Stored items.
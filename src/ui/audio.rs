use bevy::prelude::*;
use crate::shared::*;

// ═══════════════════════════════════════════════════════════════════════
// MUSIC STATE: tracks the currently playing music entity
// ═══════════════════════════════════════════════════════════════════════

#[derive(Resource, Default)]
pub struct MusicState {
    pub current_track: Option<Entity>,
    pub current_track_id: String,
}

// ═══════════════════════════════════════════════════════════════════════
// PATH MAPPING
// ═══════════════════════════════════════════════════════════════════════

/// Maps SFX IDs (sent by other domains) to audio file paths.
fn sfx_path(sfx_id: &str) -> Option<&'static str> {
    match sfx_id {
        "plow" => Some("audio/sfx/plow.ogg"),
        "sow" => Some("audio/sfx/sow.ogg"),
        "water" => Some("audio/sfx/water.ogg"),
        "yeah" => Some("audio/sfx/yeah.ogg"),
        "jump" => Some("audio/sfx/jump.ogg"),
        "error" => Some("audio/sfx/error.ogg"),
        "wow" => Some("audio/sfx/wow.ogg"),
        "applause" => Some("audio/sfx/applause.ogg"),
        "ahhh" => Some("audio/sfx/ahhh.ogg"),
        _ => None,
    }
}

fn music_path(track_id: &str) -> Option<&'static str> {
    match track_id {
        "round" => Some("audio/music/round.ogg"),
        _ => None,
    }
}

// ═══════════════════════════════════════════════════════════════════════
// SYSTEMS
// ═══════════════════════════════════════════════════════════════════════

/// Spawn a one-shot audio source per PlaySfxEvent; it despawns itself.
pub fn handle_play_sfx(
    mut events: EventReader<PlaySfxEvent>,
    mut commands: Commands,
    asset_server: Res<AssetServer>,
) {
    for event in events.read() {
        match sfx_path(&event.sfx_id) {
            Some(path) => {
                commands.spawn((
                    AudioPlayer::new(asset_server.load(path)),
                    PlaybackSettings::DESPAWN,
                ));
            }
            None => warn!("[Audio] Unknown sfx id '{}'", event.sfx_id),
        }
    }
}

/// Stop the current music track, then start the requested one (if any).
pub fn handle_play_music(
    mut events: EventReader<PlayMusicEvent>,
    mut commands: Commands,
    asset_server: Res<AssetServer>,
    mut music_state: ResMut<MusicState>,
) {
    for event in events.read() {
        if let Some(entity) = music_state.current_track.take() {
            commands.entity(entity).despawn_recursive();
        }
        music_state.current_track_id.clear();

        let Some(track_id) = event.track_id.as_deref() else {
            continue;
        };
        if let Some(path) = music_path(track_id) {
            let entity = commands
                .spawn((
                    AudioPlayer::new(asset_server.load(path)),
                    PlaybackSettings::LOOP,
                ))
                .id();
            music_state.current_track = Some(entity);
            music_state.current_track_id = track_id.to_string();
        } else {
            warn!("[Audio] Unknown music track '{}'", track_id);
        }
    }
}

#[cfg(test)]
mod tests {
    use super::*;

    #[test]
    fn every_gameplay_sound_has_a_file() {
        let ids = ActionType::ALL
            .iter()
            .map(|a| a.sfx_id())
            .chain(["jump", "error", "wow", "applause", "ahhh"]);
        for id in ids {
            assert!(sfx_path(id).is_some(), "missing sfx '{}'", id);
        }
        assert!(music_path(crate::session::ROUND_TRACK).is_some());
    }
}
---
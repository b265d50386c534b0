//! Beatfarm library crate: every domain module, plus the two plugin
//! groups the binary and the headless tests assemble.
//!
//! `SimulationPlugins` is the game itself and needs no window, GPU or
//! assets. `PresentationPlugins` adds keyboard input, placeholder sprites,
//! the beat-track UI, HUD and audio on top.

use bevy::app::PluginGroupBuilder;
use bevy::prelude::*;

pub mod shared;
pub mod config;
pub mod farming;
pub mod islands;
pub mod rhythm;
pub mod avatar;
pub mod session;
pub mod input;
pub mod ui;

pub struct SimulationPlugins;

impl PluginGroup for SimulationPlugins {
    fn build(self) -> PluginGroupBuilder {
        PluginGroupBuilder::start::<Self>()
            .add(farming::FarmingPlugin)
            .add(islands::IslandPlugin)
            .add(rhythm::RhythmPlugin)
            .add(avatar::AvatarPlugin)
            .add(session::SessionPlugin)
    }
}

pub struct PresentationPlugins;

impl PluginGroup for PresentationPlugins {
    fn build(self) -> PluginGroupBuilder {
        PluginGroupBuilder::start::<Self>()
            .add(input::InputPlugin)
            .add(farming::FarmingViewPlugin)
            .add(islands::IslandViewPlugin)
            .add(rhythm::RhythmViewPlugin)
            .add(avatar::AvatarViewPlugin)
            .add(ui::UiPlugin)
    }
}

Your task. Tell how many lines in the entries contain the string "else". Give the number and nothing more.

Reply. 2